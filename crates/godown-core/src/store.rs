use crate::error::Result;
use crate::model::{Alert, Facility, Lot, LotPatch, NewEvent, NewFacility, NewLot, StockEvent};
use async_trait::async_trait;
use serde::{Deserialize, Serialize};

// ---------------------------------------------------------------------------
// Collaborator seams
// ---------------------------------------------------------------------------
//
// The conversational core never touches a database directly; it talks to
// these traits. Single-document operations are assumed atomic by the
// implementation behind the seam.

/// Filter applied when listing lots across facilities.
#[derive(Debug, Clone, Default, Serialize, Deserialize)]
pub struct LotFilter {
    pub crop: Option<String>,
}

impl LotFilter {
    pub fn for_crop(crop: impl Into<String>) -> Self {
        Self {
            crop: Some(crop.into()),
        }
    }

    pub fn matches(&self, lot: &Lot) -> bool {
        match &self.crop {
            Some(crop) => lot.crop.eq_ignore_ascii_case(crop),
            None => true,
        }
    }
}

#[async_trait]
pub trait FacilityStore: Send + Sync {
    async fn find_by_owner(&self, owner_id: &str) -> Result<Vec<Facility>>;
    async fn find_by_id(&self, id: &str, owner_id: &str) -> Result<Option<Facility>>;
    async fn create(&self, fields: NewFacility) -> Result<Facility>;
    /// Adjust used capacity by a signed delta in quintals, clamped at zero.
    async fn adjust_used_capacity(&self, id: &str, delta_quintals: f64) -> Result<()>;
}

#[async_trait]
pub trait LotStore: Send + Sync {
    async fn find_by_facilities(&self, facility_ids: &[String], filter: &LotFilter)
        -> Result<Vec<Lot>>;
    async fn create(&self, fields: NewLot) -> Result<Lot>;
    async fn update(&self, id: &str, patch: LotPatch) -> Result<Lot>;
    async fn delete(&self, id: &str) -> Result<()>;
}

#[async_trait]
pub trait AlertStore: Send + Sync {
    async fn find_unresolved(&self, facility_ids: &[String]) -> Result<Vec<Alert>>;
    async fn count_unresolved(&self, facility_ids: &[String]) -> Result<usize>;
}

#[async_trait]
pub trait EventStore: Send + Sync {
    async fn append(&self, fields: NewEvent) -> Result<StockEvent>;
}
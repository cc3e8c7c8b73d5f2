mod seed;

use clap::{Parser, Subcommand};
use godown_core::chat::ChatReply;
use godown_core::config::GodownConfig;
use godown_server::state::AppState;
use std::io::{BufRead, Write};
use std::path::PathBuf;

#[derive(Parser)]
#[command(
    name = "godown",
    about = "Conversational inventory assistant — manage warehouses and crop lots over chat",
    version,
    propagate_version = true
)]
struct Cli {
    /// Project root holding .godown/config.yaml (default: current directory)
    #[arg(long, global = true, env = "GODOWN_ROOT")]
    root: Option<PathBuf>,

    /// Output as JSON
    #[arg(long, global = true, short = 'j')]
    json: bool,

    #[command(subcommand)]
    command: Commands,
}

#[derive(Subcommand)]
enum Commands {
    /// Start the API server
    Serve {
        #[arg(long, default_value_t = 3172)]
        port: u16,
    },

    /// Send one message through the decision pipeline and print the reply
    Chat {
        /// User identity the message belongs to
        #[arg(long, default_value = "local")]
        user: String,

        /// Seed fixture (YAML) loaded into the in-memory store first
        #[arg(long)]
        seed: Option<PathBuf>,

        message: String,
    },

    /// Interactive chat session against an in-memory store
    Repl {
        #[arg(long, default_value = "local")]
        user: String,

        #[arg(long)]
        seed: Option<PathBuf>,
    },

    /// List the crop vocabulary with shelf life and storage ceilings
    Crops,
}

fn load_config(root: &Option<PathBuf>) -> GodownConfig {
    let root = root.clone().unwrap_or_else(|| PathBuf::from("."));
    GodownConfig::load_or_default(&root)
}

fn print_reply(reply: &ChatReply, json: bool) -> anyhow::Result<()> {
    if json {
        println!("{}", serde_json::to_string_pretty(reply)?);
        return Ok(());
    }
    if let Some(context) = &reply.context {
        println!("{context}");
    } else if let Some(text) = &reply.reply {
        println!("{text}");
    } else {
        println!("({} / {})", reply.intent, reply.confidence);
    }
    Ok(())
}

async fn seeded_state(config: GodownConfig, seed: &Option<PathBuf>) -> anyhow::Result<AppState> {
    let state = AppState::new(config);
    if let Some(path) = seed {
        let fixture = seed::SeedFixture::load(path)?;
        fixture.apply(&state.store).await?;
    }
    Ok(state)
}

#[tokio::main]
async fn main() -> anyhow::Result<()> {
    tracing_subscriber::fmt()
        .with_env_filter(
            tracing_subscriber::EnvFilter::try_from_default_env()
                .unwrap_or_else(|_| tracing_subscriber::EnvFilter::new("godown=info,warn")),
        )
        .with_writer(std::io::stderr)
        .init();

    let cli = Cli::parse();
    let config = load_config(&cli.root);

    match cli.command {
        Commands::Serve { port } => {
            godown_server::serve(config, port).await?;
        }
        Commands::Chat {
            user,
            seed,
            message,
        } => {
            let state = seeded_state(config, &seed).await?;
            let reply = state.pipeline.handle(&message, &user).await;
            print_reply(&reply, cli.json)?;
        }
        Commands::Repl { user, seed } => {
            let state = seeded_state(config, &seed).await?;
            let stdin = std::io::stdin();
            let mut stdout = std::io::stdout();
            eprintln!("godown repl — type a message, or 'exit' to quit");
            loop {
                write!(stdout, "> ")?;
                stdout.flush()?;
                let mut line = String::new();
                if stdin.lock().read_line(&mut line)? == 0 {
                    break;
                }
                let line = line.trim();
                if line.is_empty() {
                    continue;
                }
                if line == "exit" || line == "quit" {
                    break;
                }
                let reply = state.pipeline.handle(line, &user).await;
                print_reply(&reply, cli.json)?;
            }
        }
        Commands::Crops => {
            if cli.json {
                let list: Vec<serde_json::Value> = godown_core::crops::CROPS
                    .iter()
                    .map(|c| {
                        serde_json::json!({
                            "name": c.name,
                            "shelf_life_days": c.shelf_life_days,
                            "max_temp_c": c.max_temp_c,
                            "max_humidity_pct": c.max_humidity_pct,
                        })
                    })
                    .collect();
                println!("{}", serde_json::to_string_pretty(&list)?);
            } else {
                println!("{:<12} {:>10} {:>12} {:>12}", "crop", "shelf(d)", "max temp", "max RH");
                for c in godown_core::crops::CROPS {
                    println!(
                        "{:<12} {:>10} {:>11}C {:>11}%",
                        c.name, c.shelf_life_days, c.max_temp_c, c.max_humidity_pct
                    );
                }
            }
        }
    }
    Ok(())
}
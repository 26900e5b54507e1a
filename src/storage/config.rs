//! JSON Configuration Management
//!
//! Handles reading and writing the analysis configuration file.

use std::fs;
use std::path::{Path, PathBuf};

use crate::models::settings::{AnalysisConfig, SettingsUpdate};
use crate::utils::error::{AppError, AppResult};
use crate::utils::paths::{config_path, ensure_app_dir, ensure_dir};

/// Configuration service for analysis settings
#[derive(Debug)]
pub struct ConfigService {
    config_path: PathBuf,
    config: AnalysisConfig,
}

impl ConfigService {
    /// Create a new config service at the default location
    pub fn new() -> AppResult<Self> {
        ensure_app_dir()?;
        Self::from_path(config_path()?)
    }

    /// Load the config at `path`, writing defaults there if it does not exist
    pub fn from_path(path: impl Into<PathBuf>) -> AppResult<Self> {
        let config_path = path.into();
        let config = if config_path.exists() {
            Self::load_from_file(&config_path)?
        } else {
            if let Some(parent) = config_path.parent() {
                ensure_dir(parent)?;
            }
            let default_config = AnalysisConfig::default();
            Self::save_to_file(&config_path, &default_config)?;
            default_config
        };

        Ok(Self {
            config_path,
            config,
        })
    }

    /// Load configuration from a file
    fn load_from_file(path: &Path) -> AppResult<AnalysisConfig> {
        let content = fs::read_to_string(path)?;
        let config: AnalysisConfig = serde_json::from_str(&content)?;
        config.validate().map_err(AppError::validation)?;
        Ok(config)
    }

    /// Save configuration to a file with pretty formatting
    fn save_to_file(path: &Path, config: &AnalysisConfig) -> AppResult<()> {
        config.validate().map_err(AppError::validation)?;
        let content = serde_json::to_string_pretty(config)?;
        fs::write(path, content)?;
        Ok(())
    }

    /// Get the current configuration
    pub fn get_config(&self) -> &AnalysisConfig {
        &self.config
    }

    /// Get a clone of the current configuration
    pub fn get_config_clone(&self) -> AnalysisConfig {
        self.config.clone()
    }

    /// Update the configuration with a partial update.
    ///
    /// An invalid update is rejected and the previous configuration kept.
    pub fn update_config(&mut self, update: SettingsUpdate) -> AppResult<AnalysisConfig> {
        let mut next = self.config.clone();
        next.apply_update(update);
        Self::save_to_file(&self.config_path, &next)?;
        self.config = next;
        Ok(self.config.clone())
    }

    /// Save the current configuration to disk
    pub fn save(&self) -> AppResult<()> {
        Self::save_to_file(&self.config_path, &self.config)
    }

    /// Reload configuration from disk
    pub fn reload(&mut self) -> AppResult<()> {
        self.config = Self::load_from_file(&self.config_path)?;
        Ok(())
    }

    /// Reset configuration to defaults
    pub fn reset(&mut self) -> AppResult<()> {
        self.config = AnalysisConfig::default();
        self.save()?;
        Ok(())
    }

    /// Location of the config file
    pub fn path(&self) -> &Path {
        &self.config_path
    }
}
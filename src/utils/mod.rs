//! Utilities Module
//!
//! Common utilities used throughout the library.

pub mod error;
pub mod logging;
pub mod paths;

pub use error::*;
pub use paths::*;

..........

- [Instructions for the task]: One number answers this exercise: the count of lines above in which the word "main" appears.

- [Solved problem]: 2